Re: [PATCH] vgacon: fix function prototypes

From: Kees Cook <keescook@chromium.org>
To: Joao Moreira <jmoreira@suse.de>, Greg KH <gregkh@linuxfoundation.org>
Cc: Kernel Hardening <kernel-hardening@lists.openwall.com>,
	LKML <linux-kernel@vger.kernel.org>,
	Daniel Micay <danielmicay@gmail.com>
Subject: Re: [PATCH] vgacon: fix function prototypes
Date: Sat, 10 Mar 2018 07:27:21 -0800	[thread overview]
Message-ID: <CAGXu5jJBQPPv1jr85wFFKAuLtacMWk+_P-=Yi0UR=E9yJ7nkow@mail.gmail.com> (raw)
In-Reply-To: <20180310064059.12720-1-jmoreira@suse.de>

On Fri, Mar 9, 2018 at 10:40 PM, Joao Moreira <jmoreira@suse.de> wrote:
> It is possible to indirectly invoke functions with prototypes that do not
> match those of the respectively used function pointers by using void types.
> Despite widely used as a feature for relaxing function invocation, this
> should be avoided when possible as it may prevent the use of heuristics
> such as prototype matching-based Control-Flow Integrity, which can be used
> to prevent ROP-based attacks.
>
> Given the above, the current efforts to improve the Linux security, and the
> upcoming kernel support to compilers with CFI features, fix prototypes in
> vgacon console driver.
>
> Another similar fix can be seen in [1].
>
> [1] https://android-review.googlesource.com/c/kernel/common/+/602010
>
> Signed-off-by:  João Moreira <jmoreira@suse.de>

Whoops, I missed this one. :) Thanks!
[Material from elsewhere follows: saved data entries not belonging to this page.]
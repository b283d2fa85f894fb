//! Record types persisted by the store and served by `/api/stats`.

use std::collections::BTreeMap;

use chrono::{DateTime, Utc};
use serde::{Deserialize, Serialize};

/// A waitlist sign-up.
#[derive(Debug, Clone, PartialEq, Eq, Serialize, Deserialize)]
pub struct Lead {
    pub id: i64,
    pub name: String,
    pub email: String,
    /// A/B headline shown to the visitor when they signed up
    pub ab_variant: Option<String>,
    pub created_at: DateTime<Utc>,
}

/// A single tracked page load with its attribution fields.
#[derive(Debug, Clone, PartialEq, Eq, Serialize, Deserialize)]
pub struct PageView {
    pub id: i64,
    pub ip_address: Option<String>,
    pub user_agent: Option<String>,
    pub referrer: Option<String>,
    pub utm_source: Option<String>,
    pub utm_medium: Option<String>,
    pub utm_campaign: Option<String>,
    pub page_url: Option<String>,
    pub created_at: DateTime<Utc>,
}

/// Insert payload for a lead. `id` and `created_at` are assigned by the store.
#[derive(Debug, Clone, PartialEq, Eq)]
pub struct NewLead {
    pub name: String,
    pub email: String,
    pub ab_variant: Option<String>,
}

/// Insert payload for a page view.
#[derive(Debug, Clone, Default, PartialEq, Eq)]
pub struct NewPageView {
    pub ip_address: Option<String>,
    pub user_agent: Option<String>,
    pub referrer: Option<String>,
    pub utm_source: Option<String>,
    pub utm_medium: Option<String>,
    pub utm_campaign: Option<String>,
    pub page_url: Option<String>,
}

/// The two append-only record kinds.
#[derive(Debug, Clone, Copy, PartialEq, Eq, Hash)]
pub enum RecordKind {
    Lead,
    PageView,
}

impl RecordKind {
    /// Backing table name.
    pub fn table(&self) -> &'static str {
        match self {
            Self::Lead => "leads",
            Self::PageView => "page_views",
        }
    }
}

/// Columns that can be grouped and counted.
///
/// Each field belongs to exactly one record kind, so a grouping can never
/// name a column of the wrong table.
#[derive(Debug, Clone, Copy, PartialEq, Eq, Hash)]
pub enum GroupField {
    AbVariant,
    Referrer,
    UtmSource,
    UtmMedium,
    UtmCampaign,
}

impl GroupField {
    pub fn kind(&self) -> RecordKind {
        match self {
            Self::AbVariant => RecordKind::Lead,
            Self::Referrer | Self::UtmSource | Self::UtmMedium | Self::UtmCampaign => {
                RecordKind::PageView
            }
        }
    }

    pub fn column(&self) -> &'static str {
        match self {
            Self::AbVariant => "ab_variant",
            Self::Referrer => "referrer",
            Self::UtmSource => "utm_source",
            Self::UtmMedium => "utm_medium",
            Self::UtmCampaign => "utm_campaign",
        }
    }
}

/// Aggregate dashboard response.
#[derive(Debug, Clone, Default, PartialEq, Eq, Serialize, Deserialize)]
#[serde(rename_all = "camelCase")]
pub struct Summary {
    pub total_leads: u64,
    pub total_page_views: u64,
    pub variants: BTreeMap<String, u64>,
    pub recent_leads: Vec<Lead>,
    pub recent_page_views: Vec<PageView>,
}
Greg, do you need this resent
directly to you?

Acked-by: Kees Cook <keescook@chromium.org>

-Kees

> ---
>  drivers/video/console/vgacon.c | 18 +++++++++++++-----
>  1 file changed, 13 insertions(+), 5 deletions(-)
>
> diff --git a/drivers/video/console/vgacon.c b/drivers/video/console/vgacon.c
> index a17ba1465815..f00b630f6839 100644
> --- a/drivers/video/console/vgacon.c
> +++ b/drivers/video/console/vgacon.c
> @@ -1407,21 +1407,29 @@ static bool vgacon_scroll(struct vc_data *c, unsigned int t, unsigned int b,
>   *  The console `switch' structure for the VGA based console
>   */
>
> -static int vgacon_dummy(struct vc_data *c)
> +static int vgacon_clear(struct vc_data *c)
>  {
>         return 0;
>  }
>
> -#define DUMMY (void *) vgacon_dummy
> +static void vgacon_putc(struct vc_data *c, int a, int b, int d)
> +{
> +       return;
> +}
> +
> +static void vgacon_putcs(struct vc_data *c, ushort *s, int a, int b, int d)
> +{
> +       return;
> +}
>
>  const struct consw vga_con = {
>         .owner = THIS_MODULE,
>         .con_startup = vgacon_startup,
>         .con_init = vgacon_init,
>         .con_deinit = vgacon_deinit,
> -       .con_clear = DUMMY,
> -       .con_putc = DUMMY,
> -       .con_putcs = DUMMY,
> +       .con_clear = vgacon_clear,
> +       .con_putc = vgacon_putc,
> +       .con_putcs = vgacon_putcs,
>         .con_cursor = vgacon_cursor,
>         .con_scroll = vgacon_scroll,
>         .con_switch = vgacon_switch,
> --
> 2.13.6
>

-- 
Kees Cook
Pixel Security